*TASK DESCRIPTION*. Only the stretch of the listing below that runs from the line with "an empty conversation." through the line with "let text = text.trim();" is to be printed, exactly and with both ends.

*DATA RECORDS*.
====================

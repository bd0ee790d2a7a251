//! sportstalk-engine: Headless conversation engine for the sportstalk client
//!
//! This crate provides the logic behind the chat client, including:
//! - The message model and fixed display strings
//! - Conversation state (transcript, pending request, payload construction)
//! - The answer service transport
//! - Configuration

pub mod config;
pub mod conversation;
pub mod message;
pub mod service;

// Re-export commonly used types
pub use config::{Config, ConfigError, ThemeName};
pub use conversation::{Conversation, ConversationError, ConversationState, Turn};
pub use message::{Message, Sender, FALLBACK_ANSWER, INPUT_PLACEHOLDER, TYPING_PLACEHOLDER};
pub use service::{AnswerService, AskError, HttpAnswerService};

/// Returns the engine version.
pub fn engine_version() -> &'static str {
    env!("CARGO_PKG_VERSION")
}
//! Conversation state for a single chat session.
//!
//! A turn has two halves so an event loop can keep rendering while the
//! answer service is working:
//!
//! 1. [`Conversation::begin_turn`] records the user message and returns the
//!    question payload to send.
//! 2. [`Conversation::complete_turn`] records the answer (or the fallback
//!    text) once the request resolves.
//!
//! [`Conversation::submit`] runs both halves against an [`AnswerService`].

use tracing::{debug, info, warn};

use crate::message::{Message, Sender, FALLBACK_ANSWER};
use crate::service::{AnswerService, AskError};

/// Whether a request is outstanding.
#[derive(Debug, Clone, Copy, PartialEq, Eq, Default)]
pub enum ConversationState {
    /// Ready to accept a submission.
    #[default]
    Idle,
    /// A question has been dispatched and no outcome applied yet.
    AwaitingResponse,
}

/// An accepted submission waiting to be sent.
#[derive(Debug, Clone, PartialEq, Eq)]
pub struct Turn {
    /// Payload for the answer service.
    pub question: String,
}

/// Ordered, append-only transcript plus request state.
#[derive(Debug)]
pub struct Conversation {
    messages: Vec<Message>,
    state: ConversationState,
    next_id: u64,
}

impl Default for Conversation {
    fn default() -> Self {
        Self::new()
    }
}

impl Conversation {
    /// Create an empty conversation.
    pub fn new() -> Self {
        Self {
            messages: Vec::new(),
            state: ConversationState::Idle,
            next_id: 1,
        }
    }

    /// All messages in creation order.
    pub fn messages(&self) -> &[Message] {
        &self.messages
    }

    /// Number of messages.
    pub fn len(&self) -> usize {
        self.messages.len()
    }

    /// Whether no messages have been recorded.
    pub fn is_empty(&self) -> bool {
        self.messages.is_empty()
    }

    /// Current request state.
    pub fn state(&self) -> ConversationState {
        self.state
    }

    /// Whether a request is outstanding.
    pub fn is_pending(&self) -> bool {
        self.state == ConversationState::AwaitingResponse
    }

    /// Accept a user submission.
    ///
    /// Returns `Ok(None)` for blank input, leaving everything untouched.
    /// Otherwise appends the trimmed text as a user message and returns the
    /// payload: every earlier message's content joined by newlines, then a
    /// newline and the new text. With no history the payload starts with
    /// the newline.
    pub fn begin_turn(&mut self, text: &str) -> Result<Option<Turn>, ConversationError> {
        let text = text.trim();
        if text.is_empty() {
            return Ok(None);
        }
        if self.is_pending() {
            warn!("submission rejected while awaiting a response");
            return Err(ConversationError::Busy);
        }

        let history = self
            .messages
            .iter()
            .map(|m| m.content.as_str())
            .collect::<Vec<_>>()
            .join("\n");
        let question = format!("{history}\n{text}");

        self.push(Sender::User, text);
        self.state = ConversationState::AwaitingResponse;
        debug!(
            history_len = self.messages.len() - 1,
            question_len = question.len(),
            "turn started"
        );

        Ok(Some(Turn { question }))
    }

    /// Apply the outcome of the outstanding request.
    ///
    /// Failures of any kind are recorded as [`FALLBACK_ANSWER`].
    pub fn complete_turn(
        &mut self,
        outcome: Result<String, AskError>,
    ) -> Result<&Message, ConversationError> {
        if !self.is_pending() {
            return Err(ConversationError::NoPendingTurn);
        }

        let content = match outcome {
            Ok(answer) => {
                info!(answer_len = answer.len(), "answer received");
                answer
            }
            Err(e) => {
                warn!(error = %e, "answer request failed");
                FALLBACK_ANSWER.to_string()
            }
        };

        self.state = ConversationState::Idle;
        Ok(self.push(Sender::Assistant, content))
    }

    /// Run a full turn: record the input, ask `service`, record the answer.
    ///
    /// Returns the assistant message, or `None` if the input was blank.
    pub async fn submit(
        &mut self,
        text: &str,
        service: &dyn AnswerService,
    ) -> Result<Option<&Message>, ConversationError> {
        let Some(turn) = self.begin_turn(text)? else {
            return Ok(None);
        };
        let outcome = service.ask(&turn.question).await;
        self.complete_turn(outcome).map(Some)
    }

    fn push(&mut self, sender: Sender, content: impl Into<String>) -> &Message {
        let message = Message::new(self.next_id, sender, content);
        self.next_id += 1;
        self.messages.push(message);
        &self.messages[self.messages.len() - 1]
    }
}

/// Errors from conversation state transitions.
#[derive(Debug, Clone, Copy, PartialEq, Eq, thiserror::Error)]
pub enum ConversationError {
    /// A request is already outstanding.
    #[error("a question is already awaiting an answer")]
    Busy,

    /// An outcome arrived with no request outstanding.
    #[error("no question is awaiting an answer")]
    NoPendingTurn,
}
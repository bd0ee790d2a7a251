//! Screen definitions for the sportstalk TUI.

pub mod chat;

use crate::app::App;
use ratatui::{buffer::Buffer, layout::Rect};

/// Trait for screens that can be rendered.
pub trait Screen {
    /// Render the screen to the buffer.
    fn render(&self, app: &App, area: Rect, buf: &mut Buffer);
}
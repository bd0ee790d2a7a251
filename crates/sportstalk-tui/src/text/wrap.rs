//! Text wrapping utilities.

/// Wrap a plain text string to the specified width.
///
/// Explicit newlines are kept as line breaks, including blank lines, so
/// multi-paragraph answers keep their shape. Returns at least one line.
pub fn wrap_text(text: &str, width: usize) -> Vec<String> {
    let mut lines: Vec<String> = if width == 0 {
        text.lines().map(str::to_string).collect()
    } else {
        textwrap::wrap(text, width)
            .into_iter()
            .map(std::borrow::Cow::into_owned)
            .collect()
    };
    if lines.is_empty() {
        lines.push(String::new());
    }
    lines
}
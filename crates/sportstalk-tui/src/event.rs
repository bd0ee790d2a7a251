//! Event handling for the sportstalk TUI.

use crossterm::event::{self, Event as CrosstermEvent, KeyCode, KeyEvent, KeyModifiers, MouseEvent};
use std::time::Duration;
use tokio::sync::mpsc;

/// Events that can occur in the TUI.
#[derive(Debug, Clone)]
pub enum Event {
    /// A key was pressed.
    Key(KeyEvent),
    /// A mouse event occurred.
    Mouse(MouseEvent),
    /// A tick event for UI updates.
    Tick,
    /// Terminal was resized.
    Resize(u16, u16),
}

/// Event handler that runs in a background task.
pub struct EventHandler {
    rx: mpsc::UnboundedReceiver<Event>,
    _tx: mpsc::UnboundedSender<Event>,
}

impl EventHandler {
    /// Create a new event handler with the specified tick rate.
    pub fn new(tick_rate_ms: u64) -> Self {
        let (tx, rx) = mpsc::unbounded_channel();
        let tx_clone = tx.clone();

        // crossterm polling is blocking, so it gets its own thread
        std::thread::spawn(move || {
            let tick_rate = Duration::from_millis(tick_rate_ms);
            loop {
                if event::poll(tick_rate).unwrap_or(false) {
                    if let Ok(evt) = event::read() {
                        let event = match evt {
                            CrosstermEvent::Key(key) => Some(Event::Key(key)),
                            CrosstermEvent::Mouse(mouse) => Some(Event::Mouse(mouse)),
                            CrosstermEvent::Resize(w, h) => Some(Event::Resize(w, h)),
                            _ => None,
                        };
                        if let Some(e) = event {
                            if tx_clone.send(e).is_err() {
                                break;
                            }
                        }
                    }
                } else if tx_clone.send(Event::Tick).is_err() {
                    break;
                }
            }
        });

        Self { rx, _tx: tx }
    }

    /// Get the next event, blocking until one is available.
    pub async fn next(&mut self) -> Option<Event> {
        self.rx.recv().await
    }
}

/// Action performed in response to input.
#[derive(Debug, Clone, Copy, PartialEq, Eq)]
pub enum Action {
    Quit,
    /// Send the input buffer.
    Submit,
    /// Insert a line break into the input buffer.
    Newline,
    Insert(char),
    Backspace,
    Delete,
    Left,
    Right,
    Home,
    End,
    /// History back when the buffer is empty, otherwise scroll.
    Up,
    /// History forward when browsing, otherwise scroll.
    Down,
    PageUp,
    PageDown,
    ScrollUp,
    ScrollDown,
    None,
}

/// Convert a key event to an action.
pub fn key_to_action(key: KeyEvent) -> Action {
    let ctrl = key.modifiers.contains(KeyModifiers::CONTROL);
    let alt = key.modifiers.contains(KeyModifiers::ALT);

    if ctrl {
        return match key.code {
            KeyCode::Char('c') => Action::Quit,
            KeyCode::Char('j') | KeyCode::Enter => Action::Newline,
            _ => Action::None,
        };
    }

    match key.code {
        KeyCode::Enter if alt => Action::Newline,
        KeyCode::Enter => Action::Submit,
        KeyCode::Esc => Action::Quit,
        KeyCode::Char(c) => Action::Insert(c),
        KeyCode::Backspace => Action::Backspace,
        KeyCode::Delete => Action::Delete,
        KeyCode::Left => Action::Left,
        KeyCode::Right => Action::Right,
        KeyCode::Home => Action::Home,
        KeyCode::End => Action::End,
        KeyCode::Up => Action::Up,
        KeyCode::Down => Action::Down,
        KeyCode::PageUp => Action::PageUp,
        KeyCode::PageDown => Action::PageDown,
        _ => Action::None,
    }
}
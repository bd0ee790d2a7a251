//! sportstalk CLI: chat with the sports answer service

use clap::{Parser, Subcommand};
use sportstalk_engine::{Config, Conversation, HttpAnswerService, ThemeName};
use sportstalk_tui::Theme;
use std::error::Error;
use std::fs::File;
use std::path::{Path, PathBuf};
use std::sync::{Arc, Mutex};
use tracing_subscriber::{layer::SubscriberExt, util::SubscriberInitExt, EnvFilter};

type CliResult = Result<(), Box<dyn Error>>;

/// Terminal chat client for the sports answer service
#[derive(Parser)]
#[command(name = "sportstalk")]
#[command(author, version, about, long_about = None)]
struct Cli {
    /// Config file (default: .sportstalk/config.json)
    #[arg(long, global = true)]
    config: Option<PathBuf>,

    /// Answer service base URL, overriding the config file
    #[arg(long, global = true)]
    endpoint: Option<String>,

    /// Write logs to this file
    #[arg(long, global = true)]
    log_file: Option<PathBuf>,

    /// Verbose logging
    #[arg(short, long, global = true)]
    verbose: bool,

    #[command(subcommand)]
    command: Option<Commands>,
}

#[derive(Subcommand)]
enum Commands {
    /// Open the chat TUI (default when no command specified)
    Tui,

    /// Ask a single question and print the answer
    Ask {
        /// Question text
        #[arg(required = true)]
        question: Vec<String>,

        /// Print the transcript as JSON
        #[arg(long)]
        json: bool,
    },

    /// Check that the answer service is up
    Health,

    /// Write a default config file
    Init,
}

fn main() {
    let cli = Cli::parse();

    let interactive = matches!(cli.command, None | Some(Commands::Tui));
    if let Err(e) = init_logging(cli.log_file.as_deref(), cli.verbose, interactive) {
        eprintln!("Error: {e}");
        std::process::exit(1);
    }

    let result = match &cli.command {
        None | Some(Commands::Tui) => cmd_tui(&cli),
        Some(Commands::Ask { question, json }) => cmd_ask(&cli, &question.join(" "), *json),
        Some(Commands::Health) => cmd_health(&cli),
        Some(Commands::Init) => cmd_init(&cli),
    };

    if let Err(e) = result {
        eprintln!("Error: {e}");
        std::process::exit(1);
    }
}

/// Set up tracing.
///
/// The TUI owns the terminal, so it only logs when a file is given.
fn init_logging(log_file: Option<&Path>, verbose: bool, interactive: bool) -> CliResult {
    let default_filter = if verbose { "debug" } else { "warn" };
    let filter =
        EnvFilter::try_from_default_env().unwrap_or_else(|_| EnvFilter::new(default_filter));

    if let Some(path) = log_file {
        let file = File::create(path)?;
        tracing_subscriber::registry()
            .with(filter)
            .with(
                tracing_subscriber::fmt::layer()
                    .with_target(true)
                    .with_ansi(false)
                    .with_writer(Mutex::new(file)),
            )
            .init();
    } else if !interactive {
        tracing_subscriber::registry()
            .with(filter)
            .with(
                tracing_subscriber::fmt::layer()
                    .with_target(true)
                    .with_thread_ids(false)
                    .with_writer(std::io::stderr),
            )
            .init();
    }

    if verbose {
        tracing::info!("Debug logging enabled");
    }
    Ok(())
}

fn config_path(cli: &Cli) -> Result<PathBuf, Box<dyn Error>> {
    match &cli.config {
        Some(path) => Ok(path.clone()),
        None => Ok(Config::default_path(&std::env::current_dir()?)),
    }
}

/// Load the config file and apply flag and environment overrides.
fn resolve_config(cli: &Cli) -> Result<Config, Box<dyn Error>> {
    let path = config_path(cli)?;
    let mut config = Config::load_or_default(&path)?;
    if let Some(endpoint) = &cli.endpoint {
        config.endpoint.clone_from(endpoint);
    }
    if std::env::var_os("NO_COLOR").is_some() {
        config.theme = ThemeName::HighContrast;
    }
    tracing::debug!(path = %path.display(), endpoint = %config.endpoint, "config resolved");
    Ok(config)
}

fn runtime() -> Result<tokio::runtime::Runtime, Box<dyn Error>> {
    Ok(tokio::runtime::Runtime::new()?)
}

fn cmd_tui(cli: &Cli) -> CliResult {
    let config = resolve_config(cli)?;
    let service = Arc::new(HttpAnswerService::from_config(&config)?);
    let theme = Theme::from_name(config.theme);
    runtime()?.block_on(sportstalk_tui::run_tui(service, theme))
}

fn cmd_ask(cli: &Cli, question: &str, json: bool) -> CliResult {
    let config = resolve_config(cli)?;
    let service = HttpAnswerService::from_config(&config)?;
    let mut conversation = Conversation::new();

    let answer = runtime()?
        .block_on(conversation.submit(question, &service))?
        .map(|message| message.content.clone());
    let Some(answer) = answer else {
        return Err("question is empty".into());
    };

    if json {
        println!("{}", serde_json::to_string_pretty(conversation.messages())?);
    } else {
        println!("{answer}");
    }
    Ok(())
}

fn cmd_health(cli: &Cli) -> CliResult {
    let config = resolve_config(cli)?;
    let service = HttpAnswerService::from_config(&config)?;
    let status = runtime()?.block_on(service.health())?;
    println!("{}: {status}", service.endpoint());
    Ok(())
}

fn cmd_init(cli: &Cli) -> CliResult {
    let path = config_path(cli)?;
    if path.exists() {
        println!("Config already exists at {}", path.display());
        return Ok(());
    }

    let mut config = Config::default();
    if let Some(endpoint) = &cli.endpoint {
        config.endpoint.clone_from(endpoint);
    }
    config.save(&path)?;
    println!("Created {}", path.display());
    println!("Answer service: {}", config.endpoint);
    Ok(())
}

====================

*SOLUTION FOR THIS PROBLEM*.
    /// Create an empty conversation.
    pub fn new() -> Self {
        Self {
            messages: Vec::new(),
            state: ConversationState::Idle,
            next_id: 1,
        }
    }

    /// All messages in creation order.
    pub fn messages(&self) -> &[Message] {
        &self.messages
    }

    /// Number of messages.
    pub fn len(&self) -> usize {
        self.messages.len()
    }

    /// Whether no messages have been recorded.
    pub fn is_empty(&self) -> bool {
        self.messages.is_empty()
    }

    /// Current request state.
    pub fn state(&self) -> ConversationState {
        self.state
    }

    /// Whether a request is outstanding.
    pub fn is_pending(&self) -> bool {
        self.state == ConversationState::AwaitingResponse
    }

    /// Accept a user submission.
    ///
    /// Returns `Ok(None)` for blank input, leaving everything untouched.
    /// Otherwise appends the trimmed text as a user message and returns the
    /// payload: every earlier message's content joined by newlines, then a
    /// newline and the new text. With no history the payload starts with
    /// the newline.
    pub fn begin_turn(&mut self, text: &str) -> Result<Option<Turn>, ConversationError> {
        let text = text.trim();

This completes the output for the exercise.